Yaratıcı Ekonomi derken, üretim sürecinde düşünce ve yeni fikirlerin başrol oynadığı özgün içerik, fikir, uygulama, ürün ve hizmetlerin ortaya çıktığı üretimleri kast ediliyor. Bu anlamda, reklam fikri üretmek, slogan yazmak da bir yaratıcı üretim iken yenilikçi bir bina, park, bahçenin mimari tasarımı da yaratıcı ekonominin kapsamına giriyor. Özetle, tasarlanmasında, üretilmesinde ve hayata geçirilmesinde yaratıcı süreç, yöntem, uygulama ve araçların kullanıldığı hemen her iş yaratıcı ekonomi içinde yer alır diyebiliriz.
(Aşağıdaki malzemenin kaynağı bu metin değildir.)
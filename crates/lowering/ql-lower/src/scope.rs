//! Scope stack for tracking lexical nesting during lowering
//!
//! The stack mirrors the chain of constructs enclosing the node being
//! lowered, outermost (module) first. Name resolution walks it from the
//! innermost frame outwards and falls back to module constants.

use crate::error::{LowerError, LowerResult};
use ql_ir::{ArgumentRef, CallableRef, Definition, FieldRef, FunctionId, LocalId, ModelId, Module};
use rustc_hash::FxHashMap;
use tracing::trace;

/// Locals introduced so far in one block
#[derive(Debug, Clone, Default)]
pub struct BlockScope {
    locals: FxHashMap<String, LocalId>,
}

/// One level of lexical nesting
#[derive(Debug, Clone)]
pub enum Frame {
    /// The module itself
    Module,
    /// Inside a model definition
    Model(ModelId),
    /// Inside a free function or method
    Function(FunctionId),
    /// Inside a model's equality override
    EqualOverride {
        /// Owning model
        model: ModelId,
        /// Name bound to the compared instance
        other_name: String,
        /// Local for the compared instance
        other: LocalId,
    },
    /// Inside a model's hash override
    HashOverride(ModelId),
    /// Inside a statement block
    Block(BlockScope),
    /// Inside a C-style for; holds the initialization's declaration
    For(Option<(String, LocalId)>),
    /// Inside a for-each; holds the item binding
    ForEach {
        /// Item name
        name: String,
        /// Item local
        item: LocalId,
    },
}

/// Ordered frames, outermost first
///
/// Cloning a stack is how deferred work captures "where it was".
#[derive(Debug, Clone, Default)]
pub struct ScopeStack {
    frames: Vec<Frame>,
}

impl ScopeStack {
    /// Create an empty stack
    #[must_use]
    pub fn new() -> Self {
        Self::default()
    }

    /// Number of frames
    #[must_use]
    pub fn depth(&self) -> usize {
        self.frames.len()
    }

    pub(crate) fn push(&mut self, frame: Frame) {
        self.frames.push(frame);
    }

    pub(crate) fn pop(&mut self) -> Option<Frame> {
        self.frames.pop()
    }

    /// Record a local in the innermost frame that accepts declarations
    ///
    /// # Errors
    /// `DuplicateDefinition` if the block already declares `name`, or
    /// `StructuralError` if the innermost frame cannot hold locals
    pub(crate) fn bind_local(&mut self, name: &str, local: LocalId) -> LowerResult<()> {
        match self.frames.last_mut() {
            Some(Frame::Block(block)) => {
                if block.locals.contains_key(name) {
                    return Err(LowerError::DuplicateDefinition(name.to_string()));
                }
                block.locals.insert(name.to_string(), local);
                Ok(())
            }
            Some(Frame::For(slot @ None)) => {
                *slot = Some((name.to_string(), local));
                Ok(())
            }
            _ => Err(LowerError::StructuralError(format!(
                "declaration of {name} outside a block"
            ))),
        }
    }

    /// Resolve `name` against the frames, innermost first, then the
    /// module's constants
    ///
    /// # Errors
    /// `NameNotFound` when nothing visible has this name
    pub fn resolve(&self, module: &Module, name: &str) -> LowerResult<Definition> {
        for frame in self.frames.iter().rev() {
            let found = match frame {
                Frame::Block(block) => block.locals.get(name).copied().map(Definition::Local),
                Frame::For(Some((declared, local))) if declared == name => {
                    Some(Definition::Local(*local))
                }
                Frame::ForEach { name: item_name, item } if item_name == name => {
                    Some(Definition::Local(*item))
                }
                Frame::EqualOverride {
                    other_name, other, ..
                } if other_name == name => Some(Definition::Local(*other)),
                Frame::Function(function) => module.functions[*function]
                    .arguments
                    .iter()
                    .position(|arg| arg.name == name)
                    .map(|index| {
                        Definition::Argument(ArgumentRef {
                            function: *function,
                            index,
                        })
                    }),
                Frame::Model(model) => module.models[*model]
                    .field(name)
                    .map(|index| Definition::Field(FieldRef { model: *model, index })),
                _ => None,
            };
            if let Some(definition) = found {
                trace!(variable = name, ?definition, "resolved in frame");
                return Ok(definition);
            }
        }

        match module.constant(name) {
            Some(constant) => {
                trace!(variable = name, "resolved as constant");
                Ok(Definition::Constant(constant))
            }
            None => Err(LowerError::NameNotFound(name.to_string())),
        }
    }

    /// Innermost model, if any
    #[must_use]
    pub fn enclosing_model(&self) -> Option<ModelId> {
        self.frames.iter().rev().find_map(|frame| match frame {
            Frame::Model(model) => Some(*model),
            _ => None,
        })
    }

    /// Innermost callable a `return` would leave
    #[must_use]
    pub fn enclosing_callable(&self) -> Option<CallableRef> {
        self.frames.iter().rev().find_map(|frame| match frame {
            Frame::Function(function) => Some(CallableRef::Function(*function)),
            Frame::EqualOverride { model, .. } => Some(CallableRef::EqualOverride(*model)),
            Frame::HashOverride(model) => Some(CallableRef::HashOverride(*model)),
            _ => None,
        })
    }

    /// Whether a loop encloses the current position within its callable
    #[must_use]
    pub fn in_loop(&self) -> bool {
        for frame in self.frames.iter().rev() {
            match frame {
                Frame::For(_) | Frame::ForEach { .. } => return true,
                Frame::Function(_) | Frame::EqualOverride { .. } | Frame::HashOverride(_) => {
                    return false;
                }
                _ => {}
            }
        }
        false
    }
}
Yaratıcı Ekonomi söylemi gelişene kadar farklı dönemlerde farklı isimler kullanıldı: Yaratıcı Endüstriler, Yaratıcı Sektör, Yaratıcı Hizmetler gibi birçok kullanım gerçekleşti ama son yıllarda özellikle British Council ve NESTA ve de United Nations Conference on Trade and Development (UNCTAD) öncülüğünde bu alanın daha iyi tanımlanması, daha görünür kılınması ve güçlendirilmesi için çalışmalar yapıyor.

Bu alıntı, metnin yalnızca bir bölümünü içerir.